[Start of section]
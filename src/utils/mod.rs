// src/utils/mod.rs
//! Utilities module for common functionality
//!
//! Error handling and logging infrastructure shared by the driver.

/// Error types and handling utilities
///
/// Contains the [`MinerError`] enum which defines all fatal error conditions
/// of the driver, along with conversion implementations.
pub mod error;

/// Logging configuration and utilities
pub mod logging;

// Re-export for easier access
pub use error::MinerError;
pub use logging::init_logging;
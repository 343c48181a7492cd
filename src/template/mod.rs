// src/template/mod.rs
//! Miner config file synthesis
//!
//! VerthashMiner writes its own default config with `--gen-conf`. This
//! module turns that template into the config the miner is started with:
//! - Connection and global directives are replaced with our own
//! - Integrated (Intel) OpenCL devices are dropped unless allowed
//! - Everything else is copied through unchanged

/// Device config block parsing
pub mod devices;

/// Line-by-line template rewriting
pub mod synthesizer;

pub use devices::{CommentBlockParser, DeviceBlockParser, ParsedDeviceConfigEntry};
pub use synthesizer::{TemplateRewriter, synthesize_config};

use std::io::{self, BufRead};
use std::path::Path;

const DEVICE_DECLARATION_PREFIXES: [&str; 2] = ["<CL_Device", "<CU_Device"];

/// Counts the OpenCL and CUDA device declarations in a template
pub fn count_device_declarations<R: BufRead>(input: R) -> io::Result<usize> {
    let mut count = 0;
    for line in input.lines() {
        let line = line?;
        if DEVICE_DECLARATION_PREFIXES
            .iter()
            .any(|prefix| line.starts_with(prefix))
        {
            count += 1;
        }
    }
    Ok(count)
}

/// Removes a file left over from a previous run, if present
pub(crate) fn remove_stale(path: &Path) {
    match std::fs::remove_file(path) {
        Ok(()) => log::debug!("Removed stale {}", path.display()),
        Err(e) if e.kind() == io::ErrorKind::NotFound => {}
        Err(e) => log::warn!("Could not remove {}: {}", path.display(), e),
    }
}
[End of section]
Brief. Every line above must be reproduced exactly as it stands.

Expected answer.
filename src/utils/mod.rs
// src/utils/mod.rs
//! Utilities module for common functionality
//!
//! Error handling and logging infrastructure shared by the driver.

/// Error types and handling utilities
///
/// Contains the [`MinerError`] enum which defines all fatal error conditions
/// of the driver, along with conversion implementations.
pub mod error;

/// Logging configuration and utilities
pub mod logging;

// Re-export for easier access
pub use error::MinerError;
pub use logging::init_logging;
repository 343c48181a7492cd
filename src/template/mod.rs
// src/template/mod.rs
//! Miner config file synthesis
//!
//! VerthashMiner writes its own default config with `--gen-conf`. This
//! module turns that template into the config the miner is started with:
//! - Connection and global directives are replaced with our own
//! - Integrated (Intel) OpenCL devices are dropped unless allowed
//! - Everything else is copied through unchanged

/// Device config block parsing
pub mod devices;

/// Line-by-line template rewriting
pub mod synthesizer;

pub use devices::{CommentBlockParser, DeviceBlockParser, ParsedDeviceConfigEntry};
pub use synthesizer::{TemplateRewriter, synthesize_config};

use std::io::{self, BufRead};
use std::path::Path;

const DEVICE_DECLARATION_PREFIXES: [&str; 2] = ["<CL_Device", "<CU_Device"];

/// Counts the OpenCL and CUDA device declarations in a template
pub fn count_device_declarations<R: BufRead>(input: R) -> io::Result<usize> {
    let mut count = 0;
    for line in input.lines() {
        let line = line?;
        if DEVICE_DECLARATION_PREFIXES
            .iter()
            .any(|prefix| line.starts_with(prefix))
        {
            count += 1;
        }
    }
    Ok(count)
}

/// Removes a file left over from a previous run, if present
pub(crate) fn remove_stale(path: &Path) {
    match std::fs::remove_file(path) {
        Ok(()) => log::debug!("Removed stale {}", path.display()),
        Err(e) if e.kind() == io::ErrorKind::NotFound => {}
        Err(e) => log::warn!("Could not remove {}: {}", path.display(), e),
    }
}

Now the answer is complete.